» **Available records**:
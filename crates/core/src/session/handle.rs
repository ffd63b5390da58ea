use std::sync::atomic::{AtomicU16, AtomicU32, Ordering};
use std::sync::{Arc, Weak};

use base64::prelude::{BASE64_STANDARD, Engine as _};
use parking_lot::Mutex;

use crate::channel::{Channel, ChannelListener, ChannelManagerListener, ChannelRequest, ModuleType};
use crate::device::DeviceList;
use crate::error::{CastError, EventCode, Result};
use crate::protocol::{ParamInfo, ProtocolListener};
use crate::session::listener::{ListenerRegistry, event};
use crate::session::message::{Message, MessageId};
use crate::session::player::{MirrorRenderer, StreamManager};
use crate::session::properties::{CastMode, PropertiesSlot};
use crate::session::queue::MessageQueue;
use crate::session::state::SessionState;

/// Stream action a sink sends once its first frame is on screen.
pub const RENDER_READY_ACTION: &str = "render_ready";

/// Session state reachable from API callers and callbacks.
///
/// Everything else belongs to the worker.
pub(crate) struct Shared {
    pub(crate) queue: MessageQueue,
    pub(crate) devices: DeviceList,
    pub(crate) listeners: ListenerRegistry,
    pub(crate) properties: PropertiesSlot,
    pub(crate) state: Mutex<SessionState>,
    pub(crate) cast_mode: Mutex<CastMode>,
    pub(crate) session_id: AtomicU32,
    pub(crate) rtsp_port: AtomicU16,
    renderer: Mutex<Option<Arc<dyn MirrorRenderer>>>,
    stream_manager: Mutex<Option<Arc<dyn StreamManager>>>,
}

impl Shared {
    pub(crate) fn new(session_id: u32, cast_mode: CastMode) -> Self {
        Shared {
            queue: MessageQueue::new(),
            devices: DeviceList::new(),
            listeners: ListenerRegistry::new(),
            properties: PropertiesSlot::default(),
            state: Mutex::new(SessionState::Default),
            cast_mode: Mutex::new(cast_mode),
            session_id: AtomicU32::new(session_id),
            rtsp_port: AtomicU16::new(0),
            renderer: Mutex::new(None),
            stream_manager: Mutex::new(None),
        }
    }

    pub(crate) fn session_id(&self) -> u32 {
        self.session_id.load(Ordering::SeqCst)
    }

    pub(crate) fn renderer(&self) -> Option<Arc<dyn MirrorRenderer>> {
        self.renderer.lock().clone()
    }

    pub(crate) fn set_renderer(&self, renderer: Option<Arc<dyn MirrorRenderer>>) {
        *self.renderer.lock() = renderer;
    }

    pub(crate) fn stream_manager(&self) -> Option<Arc<dyn StreamManager>> {
        self.stream_manager.lock().clone()
    }

    pub(crate) fn set_stream_manager(&self, manager: Option<Arc<dyn StreamManager>>) {
        *self.stream_manager.lock() = manager;
    }
}

/// Weak reference to a session, held by everything that calls back into
/// it. Events for a released session are logged and dropped.
#[derive(Clone)]
pub(crate) struct SessionHandle {
    shared: Weak<Shared>,
}

impl SessionHandle {
    pub(crate) fn new(shared: &Arc<Shared>) -> Self {
        SessionHandle {
            shared: Arc::downgrade(shared),
        }
    }

    pub(crate) fn shared(&self) -> Option<Arc<Shared>> {
        self.shared.upgrade()
    }

    pub(crate) fn post(&self, message: Message) -> Result<()> {
        let Some(shared) = self.shared() else {
            tracing::debug!(message = ?message.id, "session released, dropping message");
            return Err(CastError::SessionClosed);
        };
        shared.queue.post(message)
    }

    fn post_or_log(&self, message: Message) {
        let id = message.id;
        if let Err(e) = self.post(message) {
            tracing::debug!(message = ?id, error = %e, "message not posted");
        }
    }
}

impl ChannelManagerListener for SessionHandle {
    fn on_channel_created(&self, channel: Arc<dyn Channel>) {
        let module = channel.request().module_type;
        let id = match module {
            ModuleType::Rtsp => MessageId::Setup,
            _ => MessageId::SetupSuccess,
        };
        self.post_or_log(Message::new(id).with_args(module.code(), 0));
    }

    fn on_channel_open_failed(&self, request: &ChannelRequest, reason: i32) {
        let module = request.module_type;
        let message = match module {
            ModuleType::Rtsp => Message::new(MessageId::Error).with_event(EventCode::ConnectionFailed),
            _ => Message::new(MessageId::SetupFailed),
        };
        self.post_or_log(message.with_args(module.code(), reason));
    }

    fn on_channel_removed(&self, request: &ChannelRequest) {
        let module = request.module_type;
        let message = match module {
            ModuleType::Rtsp => {
                Message::new(MessageId::Disconnect).with_event(EventCode::PeerDisconnected)
            }
            _ => Message::new(MessageId::Error).with_event(EventCode::TransportError),
        };
        self.post_or_log(message.with_args(module.code(), 0));
    }

    fn on_channel_error(&self, request: &ChannelRequest, code: i32) {
        self.post_or_log(
            Message::new(MessageId::Error)
                .with_args(request.module_type.code(), code)
                .with_event(EventCode::TransportError),
        );
    }
}

impl ChannelListener for SessionHandle {
    fn on_data(&self, request: &ChannelRequest, data: &[u8]) {
        let Some(shared) = self.shared() else {
            return;
        };
        match request.module_type {
            ModuleType::Rtsp => {
                let text = String::from_utf8_lossy(data).into_owned();
                self.post_or_log(Message::new(MessageId::RtspData).with_str(text));
            }
            module @ (ModuleType::Video | ModuleType::Audio) => match shared.renderer() {
                Some(renderer) => renderer.on_media_data(module, data),
                None => tracing::trace!(len = data.len(), ?module, "no renderer, dropping media"),
            },
            ModuleType::Stream => match shared.stream_manager() {
                Some(manager) => manager.on_stream_data(data),
                None => tracing::trace!(len = data.len(), "no stream manager, dropping data"),
            },
            ModuleType::RemoteControl => {
                let json = serde_json::json!({ "data": BASE64_STANDARD.encode(data) });
                shared
                    .listeners
                    .notify_event(event::REMOTE_CONTROL, &json.to_string());
            }
            module => tracing::debug!(?module, len = data.len(), "ignoring channel data"),
        }
    }
}

impl ProtocolListener for SessionHandle {
    fn on_setup(&self, _params: &ParamInfo) {
        self.post_or_log(Message::new(MessageId::SetupDone));
    }

    fn on_play(&self) {
        self.post_or_log(Message::new(MessageId::PlayReq));
    }

    fn on_pause(&self) {
        self.post_or_log(Message::new(MessageId::PauseReq));
    }

    fn on_teardown(&self) {
        self.post_or_log(Message::new(MessageId::Disconnect).with_event(EventCode::PeerDisconnected));
    }

    fn on_error(&self, error: &CastError) {
        self.post_or_log(
            Message::new(MessageId::Error)
                .with_str(error.to_string())
                .with_event(EventCode::ProtocolError),
        );
    }

    fn on_trigger(&self, method: &str) {
        self.post_or_log(Message::new(MessageId::ProcessTriggerReq).with_str(method));
    }

    fn on_event(&self, key: &str, value: &str) {
        let message = match key {
            "cast_stream_action" if value == RENDER_READY_ACTION => {
                Message::new(MessageId::PeerRenderReady)
            }
            "cast_stream_action" => {
                Message::new(MessageId::StreamRecvActionEventFromPeers).with_str(value)
            }
            "cast_mode" => match value.parse::<CastMode>() {
                Ok(mode) => Message::new(MessageId::SetCastMode).with_args(mode.code(), 1),
                Err(e) => {
                    tracing::warn!(value, error = %e, "peer sent unknown cast mode");
                    return;
                }
            },
            other => {
                tracing::debug!(key = other, "ignoring protocol event");
                return;
            }
        };
        self.post_or_log(message);
    }
}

» **Task requirements**: Report, with no additional words, how many lines in the records above contain the word "SessionState".

» **Solved problem**: 3